Your assignment → Reproduce precisely the lines between the start of the data below and the line with "header.set_uid(0);", both included.

**** Provided material ****

//! Packages a built artifact into the `<name>-<version>.tar.gz` archive that gets published.

use crate::error::{self, Result};
use flate2::write::GzEncoder;
use flate2::Compression;
use snafu::ResultExt;
use tar::{EntryType, Header};

/// Builds a gzipped tarball holding `artifact` as a single executable file named `name`.
///
/// Headers carry no timestamps or ownership, so packaging the same bytes twice yields the same
/// archive.
pub fn create(name: &str, artifact: &[u8]) -> Result<Vec<u8>> {
    let mut header = Header::new_gnu();
    header.set_entry_type(EntryType::Regular);
    header.set_size(artifact.len() as u64);
    header.set_mode(0o755);
    header.set_mtime(0);
    header.set_uid(0);
    header.set_gid(0);

    let encoder = GzEncoder::new(Vec::new(), Compression::default());
    let mut tarball = tar::Builder::new(encoder);
    tarball
        .append_data(&mut header, name, artifact)
        .context(error::ArchiveCreateSnafu { name })?;
    tarball
        .into_inner()
        .and_then(GzEncoder::finish)
        .context(error::ArchiveCreateSnafu { name })
}
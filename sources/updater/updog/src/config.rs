//! The client's configuration record.

use crate::error::{self, Result};
use semver::Version;
use serde::{Deserialize, Serialize};
use snafu::ResultExt;
use std::fs;
use std::path::{Path, PathBuf};
use std::time::Duration;
use tuf_schema::TargetLayout;

/// Where the `updog` binary looks for its configuration unless told otherwise.
pub const DEFAULT_CONFIG_PATH: &str = "/etc/updog.toml";

/// Directory under the installation root that holds the client's own state.
pub(crate) const STATE_DIR: &str = ".updog";

#[derive(Debug, Clone, Deserialize, Serialize, PartialEq)]
pub struct Config {
    /// Name of the application, as recorded in target descriptors.
    pub app_name: String,
    /// The version that was installed out-of-band, e.g. by the system package. An active version
    /// installed by this client takes precedence when it is newer.
    pub current_version: Version,
    pub metadata_base_url: url::Url,
    pub targets_base_url: url::Url,
    /// Provisioned root metadata; never modified by the client.
    pub trusted_root: PathBuf,
    /// Directory holding `versions/<version>` and the `current` link.
    pub install_root: PathBuf,
    /// Cache of verified metadata; defaults to `<install_root>/.updog/metadata`.
    #[serde(default, skip_serializing_if = "Option::is_none")]
    pub cache_dir: Option<PathBuf>,
    /// Bounds each metadata fetch as a whole, and each request and chunk of an artifact download.
    #[serde(default = "default_fetch_timeout_secs")]
    pub fetch_timeout_secs: u64,
    /// Bounds an artifact download as a whole.
    #[serde(default = "default_download_timeout_secs")]
    pub download_timeout_secs: u64,
    /// Where archives live under `targets_base_url`.
    #[serde(default)]
    pub target_layout: TargetLayout,
    /// How far past its expiration metadata is still accepted.
    #[serde(default = "default_clock_skew_secs")]
    pub clock_skew_secs: u64,
    /// Number of installed versions to keep, including the active one.
    #[serde(default = "default_retain_versions")]
    pub retain_versions: usize,
    #[serde(default = "default_max_root_updates")]
    pub max_root_updates: u64,
    #[serde(default = "default_max_metadata_size")]
    pub max_metadata_size: u64,
}

fn default_fetch_timeout_secs() -> u64 {
    30
}

fn default_download_timeout_secs() -> u64 {
    600
}

fn default_clock_skew_secs() -> u64 {
    60
}

fn default_retain_versions() -> usize {
    2
}

fn default_max_root_updates() -> u64 {
    1024
}

fn default_max_metadata_size() -> u64 {
    1024 * 1024
}

impl Config {
    /// A configuration with every optional setting at its default.
    pub fn new(
        app_name: &str,
        current_version: Version,
        metadata_base_url: url::Url,
        targets_base_url: url::Url,
        trusted_root: PathBuf,
        install_root: PathBuf,
    ) -> Self {
        Self {
            app_name: app_name.to_owned(),
            current_version,
            metadata_base_url,
            targets_base_url,
            trusted_root,
            install_root,
            cache_dir: None,
            fetch_timeout_secs: default_fetch_timeout_secs(),
            download_timeout_secs: default_download_timeout_secs(),
            target_layout: TargetLayout::default(),
            clock_skew_secs: default_clock_skew_secs(),
            retain_versions: default_retain_versions(),
            max_root_updates: default_max_root_updates(),
            max_metadata_size: default_max_metadata_size(),
        }
    }

    pub fn load(path: &Path) -> Result<Self> {
        let s = fs::read_to_string(path).context(error::ConfigReadSnafu { path })?;
        toml::from_str(&s).context(error::ConfigParseSnafu { path })
    }

    pub fn cache_dir(&self) -> PathBuf {
        self.cache_dir
            .clone()
            .unwrap_or_else(|| self.install_root.join(STATE_DIR).join("metadata"))
    }

    pub fn fetch_timeout(&self) -> Duration {
        Duration::from_secs(self.fetch_timeout_secs)
    }

    pub fn download_timeout(&self) -> Duration {
        Duration::from_secs(self.download_timeout_secs)
    }

    pub fn clock_skew(&self) -> chrono::Duration {
        chrono::Duration::seconds(i64::try_from(self.clock_skew_secs).unwrap_or(i64::MAX))
    }
}
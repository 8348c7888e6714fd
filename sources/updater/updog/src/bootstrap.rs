//! Starting the updater from inside the application it updates.
//!
//! Call [`init`] early during startup to fail fast on a broken configuration, then [`spawn`] to
//! check and apply in the background while the application keeps running its current version:
//!
//! ```no_run
//! # async fn run(config: updog::Config) -> updog::Result<()> {
//! updog::bootstrap::init(&config)?;
//! let update = updog::bootstrap::spawn(config, &tokio::runtime::Handle::current())?;
//! // ... on shutdown:
//! update.cancel();
//! let outcome = update.outcome().await;
//! # Ok(())
//! # }
//! ```

use crate::apply::Installation;
use crate::config::Config;
use crate::error::{self, Result};
use crate::trust::load_trusted_root;
use crate::updater::{Outcome, Updater};
use log::info;
use snafu::ResultExt;
use std::fs;
use tokio::runtime::Handle;
use tokio::task::JoinHandle;
use tokio_util::sync::CancellationToken;

/// Prepares the installation and cache directories and checks that the provisioned trusted root
/// can be read and is signed by its own keys.
pub fn init(config: &Config) -> Result<Installation> {
    let installation = Installation::new(&config.install_root);
    installation.prepare()?;
    let cache_dir = config.cache_dir();
    fs::create_dir_all(&cache_dir).context(error::DirCreateSnafu { path: cache_dir })?;
    let root = load_trusted_root(config)?;
    info!(
        "{} {} trusts root version {} (expires {})",
        config.app_name, config.current_version, root.signed.version, root.signed.expires
    );
    Ok(installation)
}

/// A check-and-apply running on a background task.
#[derive(Debug)]
pub struct BackgroundUpdate {
    cancel: CancellationToken,
    handle: JoinHandle<Outcome>,
}

impl BackgroundUpdate {
    /// Stops the update at its next suspension point. The installation is left untouched unless
    /// the new version was already activated.
    pub fn cancel(&self) {
        self.cancel.cancel();
    }

    pub fn cancellation_token(&self) -> CancellationToken {
        self.cancel.clone()
    }

    pub fn is_finished(&self) -> bool {
        self.handle.is_finished()
    }

    /// Waits for the update to finish.
    pub async fn outcome(self) -> Outcome {
        self.handle
            .await
            .context(error::JoinSnafu)
            .unwrap_or_else(Outcome::from)
    }
}

/// Runs [`Updater::check_and_apply`] for `config` on `handle`.
pub fn spawn(config: Config, handle: &Handle) -> Result<BackgroundUpdate> {
    Ok(spawn_updater(Updater::new(config)?, handle))
}

/// Like [`spawn`], for an updater built with its own transport.
pub fn spawn_updater(updater: Updater, handle: &Handle) -> BackgroundUpdate {
    let cancel = updater.cancellation_token();
    let handle = handle.spawn(async move { updater.check_and_apply().await });
    BackgroundUpdate { cancel, handle }
}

****

Answer space →
//! Packages a built artifact into the `<name>-<version>.tar.gz` archive that gets published.

use crate::error::{self, Result};
use flate2::write::GzEncoder;
use flate2::Compression;
use snafu::ResultExt;
use tar::{EntryType, Header};

/// Builds a gzipped tarball holding `artifact` as a single executable file named `name`.
///
/// Headers carry no timestamps or ownership, so packaging the same bytes twice yields the same
/// archive.
pub fn create(name: &str, artifact: &[u8]) -> Result<Vec<u8>> {
    let mut header = Header::new_gnu();
    header.set_entry_type(EntryType::Regular);
    header.set_size(artifact.len() as u64);
    header.set_mode(0o755);
    header.set_mtime(0);
    header.set_uid(0);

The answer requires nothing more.